**Activity**: Could you show all lines in the entries below that contain the string "items"?

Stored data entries
BEGIN

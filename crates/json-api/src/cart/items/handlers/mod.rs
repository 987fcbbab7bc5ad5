//! Cart Item Handlers

pub(crate) mod create;
pub(crate) mod decrement;
pub(crate) mod delete;
pub(crate) mod increment;
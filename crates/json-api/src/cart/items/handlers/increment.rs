//! Increment Cart Item Handler

use std::sync::Arc;

use salvo::{oapi::extract::PathParam, prelude::*};
use storefront::products::ProductUuid;
use uuid::Uuid;

use crate::{
    cart::{CartResponse, errors::cart_error_into_status_error, save_and_render},
    extensions::*,
    state::State,
};

/// Increment Cart Item Handler
#[endpoint(
    tags("cart"),
    summary = "Increment Item Quantity",
    responses(
        (status_code = StatusCode::OK, description = "Updated cart"),
        (status_code = StatusCode::INTERNAL_SERVER_ERROR, description = "Internal Server Error"),
    ),
)]
#[tracing::instrument(
    name = "cart.items.increment",
    skip(product, req, depot, res),
    fields(product_uuid = %*product),
    err
)]
pub(crate) async fn handler(
    product: PathParam<Uuid>,
    req: &mut Request,
    depot: &mut Depot,
    res: &mut Response,
) -> Result<Json<CartResponse>, StatusError> {
    let state = depot.obtain_or_500::<Arc<State>>()?;
    let mut cart = state.cart_cookie.load(req);

    cart.increment_quantity(ProductUuid::from(product.into_inner()))
        .map_err(cart_error_into_status_error)?;

    save_and_render(state, res, &cart, "increment")
}

#[cfg(test)]
mod tests {
    use salvo::test::{ResponseExt, TestClient};
    use testresult::TestResult;

    use crate::test_helpers::{TestApp, cart_with, catalog_product, with_cart};

    use super::*;

    #[tokio::test]
    async fn test_increment_adds_one_unit() -> TestResult {
        let keyboard = catalog_product("Keyboard", 10);
        let cart = cart_with(&[(&keyboard, 2)])?;

        let mut res = with_cart(
            TestClient::post(format!(
                "http://example.com/cart/items/{}/increment",
                keyboard.uuid
            )),
            &cart,
        )
        .send(&TestApp::new().service(
            Router::with_path("cart/items/{product}/increment").post(handler),
        ))
        .await;

        let body: CartResponse = res.take_json().await?;

        assert_eq!(res.status_code, Some(StatusCode::OK));
        assert_eq!(body.item_count, 3);
        assert_eq!(body.grand_total, "30");

        Ok(())
    }
}
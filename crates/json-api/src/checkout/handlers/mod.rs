//! Checkout Handlers

pub(crate) mod create;
pub(crate) mod get;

END

**Exercise solution**:
filename crates/json-api/src/cart/items/handlers/mod.rs
filename crates/json-api/src/cart/items/handlers/increment.rs
    name = "cart.items.increment",
                "http://example.com/cart/items/{}/increment",
            Router::with_path("cart/items/{product}/increment").post(handler),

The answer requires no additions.